Exercise details: With no addition or omission, return the entries below.

Start of Records to use

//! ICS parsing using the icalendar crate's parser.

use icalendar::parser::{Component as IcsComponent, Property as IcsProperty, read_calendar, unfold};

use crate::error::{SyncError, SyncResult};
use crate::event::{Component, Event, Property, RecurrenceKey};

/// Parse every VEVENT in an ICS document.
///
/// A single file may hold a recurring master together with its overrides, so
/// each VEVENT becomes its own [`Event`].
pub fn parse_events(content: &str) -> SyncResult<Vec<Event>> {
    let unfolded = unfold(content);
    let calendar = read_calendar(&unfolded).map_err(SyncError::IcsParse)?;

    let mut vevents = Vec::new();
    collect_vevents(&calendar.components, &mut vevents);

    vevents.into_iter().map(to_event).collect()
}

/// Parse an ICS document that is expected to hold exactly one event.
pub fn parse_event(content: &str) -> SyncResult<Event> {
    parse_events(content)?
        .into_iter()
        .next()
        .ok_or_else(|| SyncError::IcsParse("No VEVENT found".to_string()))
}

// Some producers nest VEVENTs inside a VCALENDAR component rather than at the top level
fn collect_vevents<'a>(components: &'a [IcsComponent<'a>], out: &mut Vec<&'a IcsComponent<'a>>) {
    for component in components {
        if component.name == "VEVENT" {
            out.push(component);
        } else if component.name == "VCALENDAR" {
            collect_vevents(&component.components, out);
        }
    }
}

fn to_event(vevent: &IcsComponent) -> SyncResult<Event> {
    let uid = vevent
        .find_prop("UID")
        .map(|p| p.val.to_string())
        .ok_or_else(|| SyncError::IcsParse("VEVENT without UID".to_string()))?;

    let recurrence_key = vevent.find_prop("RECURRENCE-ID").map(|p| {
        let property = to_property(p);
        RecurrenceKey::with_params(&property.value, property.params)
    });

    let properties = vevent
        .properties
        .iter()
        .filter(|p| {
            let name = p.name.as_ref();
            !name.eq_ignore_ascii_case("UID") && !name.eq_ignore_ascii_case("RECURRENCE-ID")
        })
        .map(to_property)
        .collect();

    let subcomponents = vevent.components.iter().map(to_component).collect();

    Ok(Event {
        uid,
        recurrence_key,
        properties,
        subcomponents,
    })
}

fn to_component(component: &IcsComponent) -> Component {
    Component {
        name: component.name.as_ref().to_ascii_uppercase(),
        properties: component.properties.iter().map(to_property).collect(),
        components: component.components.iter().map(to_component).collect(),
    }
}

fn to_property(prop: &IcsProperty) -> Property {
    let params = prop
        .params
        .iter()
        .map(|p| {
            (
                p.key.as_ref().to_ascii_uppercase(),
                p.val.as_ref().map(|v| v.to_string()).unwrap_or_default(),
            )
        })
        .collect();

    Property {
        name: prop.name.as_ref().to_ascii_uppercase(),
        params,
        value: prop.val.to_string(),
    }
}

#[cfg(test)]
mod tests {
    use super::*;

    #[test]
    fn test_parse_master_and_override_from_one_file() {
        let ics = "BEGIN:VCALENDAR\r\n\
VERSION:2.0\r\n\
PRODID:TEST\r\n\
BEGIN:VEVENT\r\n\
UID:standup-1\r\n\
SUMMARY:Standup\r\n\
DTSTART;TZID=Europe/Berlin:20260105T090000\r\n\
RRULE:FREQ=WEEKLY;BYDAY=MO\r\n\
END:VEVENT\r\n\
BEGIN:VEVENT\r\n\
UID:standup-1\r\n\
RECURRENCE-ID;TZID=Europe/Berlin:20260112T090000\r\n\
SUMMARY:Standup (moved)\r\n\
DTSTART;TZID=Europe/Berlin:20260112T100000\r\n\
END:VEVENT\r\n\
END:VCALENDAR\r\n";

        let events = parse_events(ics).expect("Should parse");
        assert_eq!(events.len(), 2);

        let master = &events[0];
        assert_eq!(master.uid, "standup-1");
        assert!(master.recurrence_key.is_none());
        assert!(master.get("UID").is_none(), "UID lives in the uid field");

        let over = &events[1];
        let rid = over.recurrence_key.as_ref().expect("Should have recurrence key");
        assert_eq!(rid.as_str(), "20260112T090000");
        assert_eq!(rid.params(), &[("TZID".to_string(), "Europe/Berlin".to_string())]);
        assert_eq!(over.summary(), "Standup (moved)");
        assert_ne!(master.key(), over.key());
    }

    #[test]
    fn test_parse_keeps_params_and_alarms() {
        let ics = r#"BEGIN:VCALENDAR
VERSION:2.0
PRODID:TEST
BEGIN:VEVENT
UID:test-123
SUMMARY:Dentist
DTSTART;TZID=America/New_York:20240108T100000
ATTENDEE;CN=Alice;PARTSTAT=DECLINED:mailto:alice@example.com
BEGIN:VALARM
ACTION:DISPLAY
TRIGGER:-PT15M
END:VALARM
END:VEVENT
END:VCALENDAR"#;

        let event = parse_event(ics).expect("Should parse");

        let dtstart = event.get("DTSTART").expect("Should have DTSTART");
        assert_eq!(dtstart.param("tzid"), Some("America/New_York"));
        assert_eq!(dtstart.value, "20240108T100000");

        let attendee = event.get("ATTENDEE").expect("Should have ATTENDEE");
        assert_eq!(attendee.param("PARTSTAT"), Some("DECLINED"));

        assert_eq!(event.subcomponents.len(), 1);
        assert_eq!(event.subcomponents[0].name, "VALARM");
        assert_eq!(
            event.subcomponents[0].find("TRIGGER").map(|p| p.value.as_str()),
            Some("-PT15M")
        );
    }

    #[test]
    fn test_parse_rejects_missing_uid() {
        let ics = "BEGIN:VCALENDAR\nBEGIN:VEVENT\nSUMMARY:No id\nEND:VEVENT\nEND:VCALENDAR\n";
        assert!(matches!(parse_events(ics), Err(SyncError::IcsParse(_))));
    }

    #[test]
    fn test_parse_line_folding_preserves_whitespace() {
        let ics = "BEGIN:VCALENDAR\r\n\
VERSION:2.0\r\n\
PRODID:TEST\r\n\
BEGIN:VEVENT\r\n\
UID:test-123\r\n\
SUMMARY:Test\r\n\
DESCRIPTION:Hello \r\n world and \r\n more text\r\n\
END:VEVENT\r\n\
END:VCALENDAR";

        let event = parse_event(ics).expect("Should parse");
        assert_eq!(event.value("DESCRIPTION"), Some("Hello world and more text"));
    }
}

End of Records to use

Reply:
//! ICS parsing using the icalendar crate's parser.

use icalendar::parser::{Component as IcsComponent, Property as IcsProperty, read_calendar, unfold};

use crate::error::{SyncError, SyncResult};
use crate::event::{Component, Event, Property, RecurrenceKey};

/// Parse every VEVENT in an ICS document.
///
/// A single file may hold a recurring master together with its overrides, so
/// each VEVENT becomes its own [`Event`].
pub fn parse_events(content: &str) -> SyncResult<Vec<Event>> {
    let unfolded = unfold(content);
    let calendar = read_calendar(&unfolded).map_err(SyncError::IcsParse)?;

    let mut vevents = Vec::new();
    collect_vevents(&calendar.components, &mut vevents);

    vevents.into_iter().map(to_event).collect()
}

/// Parse an ICS document that is expected to hold exactly one event.
pub fn parse_event(content: &str) -> SyncResult<Event> {
    parse_events(content)?
        .into_iter()
        .next()
        .ok_or_else(|| SyncError::IcsParse("No VEVENT found".to_string()))
}

// Some producers nest VEVENTs inside a VCALENDAR component rather than at the top level
fn collect_vevents<'a>(components: &'a [IcsComponent<'a>], out: &mut Vec<&'a IcsComponent<'a>>) {
    for component in components {
        if component.name == "VEVENT" {
            out.push(component);
        } else if component.name == "VCALENDAR" {
            collect_vevents(&component.components, out);
        }
    }
}

fn to_event(vevent: &IcsComponent) -> SyncResult<Event> {
    let uid = vevent
        .find_prop("UID")
        .map(|p| p.val.to_string())
        .ok_or_else(|| SyncError::IcsParse("VEVENT without UID".to_string()))?;

    let recurrence_key = vevent.find_prop("RECURRENCE-ID").map(|p| {
        let property = to_property(p);
        RecurrenceKey::with_params(&property.value, property.params)
    });

    let properties = vevent
        .properties
        .iter()
        .filter(|p| {
            let name = p.name.as_ref();
            !name.eq_ignore_ascii_case("UID") && !name.eq_ignore_ascii_case("RECURRENCE-ID")
        })
        .map(to_property)
        .collect();

    let subcomponents = vevent.components.iter().map(to_component).collect();

    Ok(Event {
        uid,
        recurrence_key,
        properties,
        subcomponents,
    })
}

fn to_component(component: &IcsComponent) -> Component {
    Component {
        name: component.name.as_ref().to_ascii_uppercase(),
        properties: component.properties.iter().map(to_property).collect(),
        components: component.components.iter().map(to_component).collect(),
    }
}

fn to_property(prop: &IcsProperty) -> Property {
    let params = prop
        .params
        .iter()
        .map(|p| {
            (
                p.key.as_ref().to_ascii_uppercase(),
                p.val.as_ref().map(|v| v.to_string()).unwrap_or_default(),
            )
        })
        .collect();

    Property {
        name: prop.name.as_ref().to_ascii_uppercase(),
        params,
        value: prop.val.to_string(),
    }
}

#[cfg(test)]
mod tests {
    use super::*;

    #[test]
    fn test_parse_master_and_override_from_one_file() {
        let ics = "BEGIN:VCALENDAR\r\n\
VERSION:2.0\r\n\
PRODID:TEST\r\n\
BEGIN:VEVENT\r\n\
UID:standup-1\r\n\
SUMMARY:Standup\r\n\
DTSTART;TZID=Europe/Berlin:20260105T090000\r\n\
RRULE:FREQ=WEEKLY;BYDAY=MO\r\n\
END:VEVENT\r\n\
BEGIN:VEVENT\r\n\
UID:standup-1\r\n\
RECURRENCE-ID;TZID=Europe/Berlin:20260112T090000\r\n\
SUMMARY:Standup (moved)\r\n\
DTSTART;TZID=Europe/Berlin:20260112T100000\r\n\
END:VEVENT\r\n\
END:VCALENDAR\r\n";

        let events = parse_events(ics).expect("Should parse");
        assert_eq!(events.len(), 2);

        let master = &events[0];
        assert_eq!(master.uid, "standup-1");
        assert!(master.recurrence_key.is_none());
        assert!(master.get("UID").is_none(), "UID lives in the uid field");

        let over = &events[1];
        let rid = over.recurrence_key.as_ref().expect("Should have recurrence key");
        assert_eq!(rid.as_str(), "20260112T090000");
        assert_eq!(rid.params(), &[("TZID".to_string(), "Europe/Berlin".to_string())]);
        assert_eq!(over.summary(), "Standup (moved)");
        assert_ne!(master.key(), over.key());
    }

    #[test]
    fn test_parse_keeps_params_and_alarms() {
        let ics = r#"BEGIN:VCALENDAR
VERSION:2.0
PRODID:TEST
BEGIN:VEVENT
UID:test-123
SUMMARY:Dentist
DTSTART;TZID=America/New_York:20240108T100000
ATTENDEE;CN=Alice;PARTSTAT=DECLINED:mailto:alice@example.com
BEGIN:VALARM
ACTION:DISPLAY
TRIGGER:-PT15M
END:VALARM
END:VEVENT
END:VCALENDAR"#;

        let event = parse_event(ics).expect("Should parse");

        let dtstart = event.get("DTSTART").expect("Should have DTSTART");
        assert_eq!(dtstart.param("tzid"), Some("America/New_York"));
        assert_eq!(dtstart.value, "20240108T100000");

        let attendee = event.get("ATTENDEE").expect("Should have ATTENDEE");
        assert_eq!(attendee.param("PARTSTAT"), Some("DECLINED"));

        assert_eq!(event.subcomponents.len(), 1);
        assert_eq!(event.subcomponents[0].name, "VALARM");
        assert_eq!(
            event.subcomponents[0].find("TRIGGER").map(|p| p.value.as_str()),
            Some("-PT15M")
        );
    }

    #[test]
    fn test_parse_rejects_missing_uid() {
        let ics = "BEGIN:VCALENDAR\nBEGIN:VEVENT\nSUMMARY:No id\nEND:VEVENT\nEND:VCALENDAR\n";
        assert!(matches!(parse_events(ics), Err(SyncError::IcsParse(_))));
    }

    #[test]
    fn test_parse_line_folding_preserves_whitespace() {
        let ics = "BEGIN:VCALENDAR\r\n\
VERSION:2.0\r\n\
PRODID:TEST\r\n\
BEGIN:VEVENT\r\n\
UID:test-123\r\n\
SUMMARY:Test\r\n\
DESCRIPTION:Hello \r\n world and \r\n more text\r\n\
END:VEVENT\r\n\
END:VCALENDAR";

        let event = parse_event(ics).expect("Should parse");
        assert_eq!(event.value("DESCRIPTION"), Some("Hello world and more text"));
    }
}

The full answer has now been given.